A few months ago I wrote about coming to terms with possibly having breast cancer.
I was "at peace" with whatever it was that was going to happen.
But was I?
Fast forward and a month after the breast lump discovery, I am being checked out for a lump in my throat, a large thyroid nodule (5.9cm x 5.2 cm x 3.6cm).
I was so confused at first. How could this happen? Again?
I again went through a series of tests. Ultrasound, blood work, fine need biopsy, more ultrasounds, another biopsy, then a genetic test.
The first biopsy came back as "suspicious for hurthle cells".
After reading so many things on Hurthle cells, I was terrified. Did I have thyroid cancer?
I read more and more and more. I ordered blood tests for Hashimoto's thyroiditis. I got my cholesterol measured and my vitamin D, I got tested for Epstein Barr Virus (and my antibodies were VERY elevated).
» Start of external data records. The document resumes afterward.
//! CLI module for the eCat verification tool.
//!
//! This module provides the command-line interface for verifying
//! infrastructure code and inspecting state documents.

mod commands;
mod output;

pub use commands::{Cli, Commands, OutputFormat};
pub use output::OutputFormatter;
My Dr. sent me out to an endocronoligist at Cleveland Clinic. There they did another ultrasound and another biopsy.
Biopsy came back as "suspicious for follicular neoplasm". Dr. suggested surgery to remove my thyroid.
I was devastated again, how could this be?
I read more. And more. Consuming 100's of journal article and several books.
I made massive changes.
I quite coffee on February 17th, 2020. It's April 3rd and I am still sober.
I went on the Autoimmune Diet. No wheat, dairy, eggs, legumes, nighshades or fun. I basically ate chicken or salmon at every meal with a side of sweet potatoes and broccoli, kale, asparagus with olive oil and a few dashes of herbs and salt. That was it. After 2 weeks it felt pretty normal, and I felt energy returning to my body. The first 2 weeks were hard because of the coffee detox and the reistrictive diet, but I knew I needed to change something.
On March, 31st, 2022 I met with an endocrine surgeon to discuss options. She told me that my Afirma test (genetic test) came back benign, however, it didn't mean that the nodule was 100% cancer free. With such a large nodule, biopsies could miss pockets of cancerous tissues. The surgeon suggest lobectomy, which is currently scheduled for August 17th, 2022.
I am pursuing other options since my Afirma test came back as benign, a procedure called radiofrequency ablation. This procedure has only been used in the states since 2018 so it is very new and very few physicians do this. I am currently scheduled to speak with Dr. Forwith in Kentucky, and Dr. Nikaravanda from California in the next few weeks.
With all of this said, I am fighting. Before I was "at peace" with whatever would happen, but then I realized, I was being lazy and complacent. I had given up on myself. I was tired.
After feeling sorry for myself for a few weeks, I realized I wasn't ready to go just yet. I read a book called How to Starve Cancer and also Radical Remission that changed the way I thought about cancer. If I had it, there was a very good chance I could "beat it". I began reading about alternative treatmeants and how people had beat the odds.
I have lots of room to improve still. I have lots of things to do and be and see. I am not ready to be done yet. I have so much more to do.
I've started a regimen of supplements. I stopped "working out" so heavily at the gym. I do low intensity yoga, resistance band training and calisthenics/body weight TRX. I am trying to listen to my body better, to recognize what it needs and how to treat it better. I began a supplement regimen with many anti-cancer elements and other supportive nutrients.
Yes, cancer is a disease, but its your body telling you that something isn't quite right. There is a disbalance somewhere. Something that you are doing is changing something inside. It's not your fault, no, but you can evolve and resolve the conflicts within your body. If we take time to be honest with ourselves, to truly listen to that inner voice, you will hear what you need to do.
Am I cancer free? I have no idea. But, I will fight.
After giving up coffee and reading about its effects on other systems, I realized that I was probably massively depleted in vitamins because of my constant peeing (like sometimes multiple times per hour!) Sure enough, B vitamins, my-inositol, and other water-soluble vitamins were being flushed out of my body at an alarming rate. I used to only be able to survive daily life because of coffee, now I know that it was part of the root cause of my struggles.
Since I started the new diet and anti-coffee life, I've lost about 10 pounds. This is significant because I have hovered around 155-160 for years. Today when I weighed myself, I was 148 pounds. I haven't weighed in that realm since....2012! And I lost this weight without even thinking or trying hard! I just ate my boring meals, did some yoga and walking and resistance bands (and to be fair, I never broke a sweat while working out, it was all super low intensity). I've tried so hard to lose fat in the past 10 years, and always end up rebounding back to the 160ish mark. I'm hoping these changes are what my body needs and I can find my healthy weight sweet spot. I know in the past I weighed in the 130's pretty easily, but I do know I am more muscular now then I was back then, so I think the 140's is a good spot to be in.
Also my mind set is a little different. I've been taking SeaBeeDee and TeaAcheSea and it has been a huge game changer for me. It's helped me to be more calm and at ease. It helps me sleep better too. I do hope one day that this substance is available for everyone, as it has many amazing benefits.